Monique Robins

Personal information
- Full name: Monique Rachelle Robins
- National team: New Zealand
- Born: 25 September 1983 (age 42) Wellington, New Zealand
- Height: 1.71 m (5 ft 7 in)
- Weight: 54 kg (119 lb)

Sport
- Sport: Swimming
- Strokes: Freestyle, backstroke
- College team: Takapuna Swim Club
- Coach: Brett Naylor

= Monique Robins =

New Zealand swimmer (born 1983)

Monique Rachelle Robins (born 25 September 1983) is a New Zealand former swimmer, who specialised in sprint freestyle and backstroke events. She represented New Zealand, as the youngest swimmer of the team (aged 16), at the 2000 Summer Olympics, and also formerly played for Takapuna Swim Club under her personal coach and mentor Brett Naylor.

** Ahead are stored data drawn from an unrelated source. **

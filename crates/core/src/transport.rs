//! Transport collaborator for outgoing writes.

use crate::intent::WriteIntent;
use crate::SyncResult;
use async_trait::async_trait;
use tracker::Reference;

/// What became of one dispatch.
#[derive(Clone, Debug, PartialEq, Eq)]
pub enum WriteOutcome {
    /// The write was applied; `reference` identifies the resulting object.
    Success { reference: Reference },
    /// The remote outcome cannot be determined (e.g. timeout after the
    /// request may have been sent). Drives the retry policy: only methods
    /// that are safe to repeat blindly may be re-dispatched.
    AmbiguousFailure { message: String },
    /// The remote definitely did not apply the write.
    DefiniteFailure { message: String },
}

/// The external write channel a finished [`WriteIntent`] is handed to.
///
/// Implementations must fold uncertainty into
/// [`WriteOutcome::AmbiguousFailure`]; an `Err` from `execute` means the
/// dispatch could not be attempted at all and the write was definitely not
/// applied.
#[async_trait]
pub trait Transport: Send + Sync {
    /// Carry out one write intent.
    async fn execute(&self, intent: &WriteIntent) -> SyncResult<WriteOutcome>;
}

Robins competed only in two swimming events at the 2000 Summer Olympics in Sydney. She achieved FINA B-standards of 56.72 (100 m freestyle) and 1:03.72 (100 m backstroke) from the NZ Olympic Trials in Auckland. On the second day of the Games, Robins placed twenty-sixth in the 100 m backstroke. Swimming in heat three, she held off Ukraine's Nadiya Beshevli to pick up a third seed by 14-hundredths of a second in 1:04.52. Three days later, in the 100 m freestyle, Robins challenged seven other swimmers in heat four, including Finland's 15-year-old Hanna-Maria Seppälä and Egypt's three-time Olympian Rania Elwani. She faded down the stretch on the final to take a sixth seed and thirty-third overall in 57.85, just 1.13 seconds below her entry standard and 1.5 behind leader Elwani.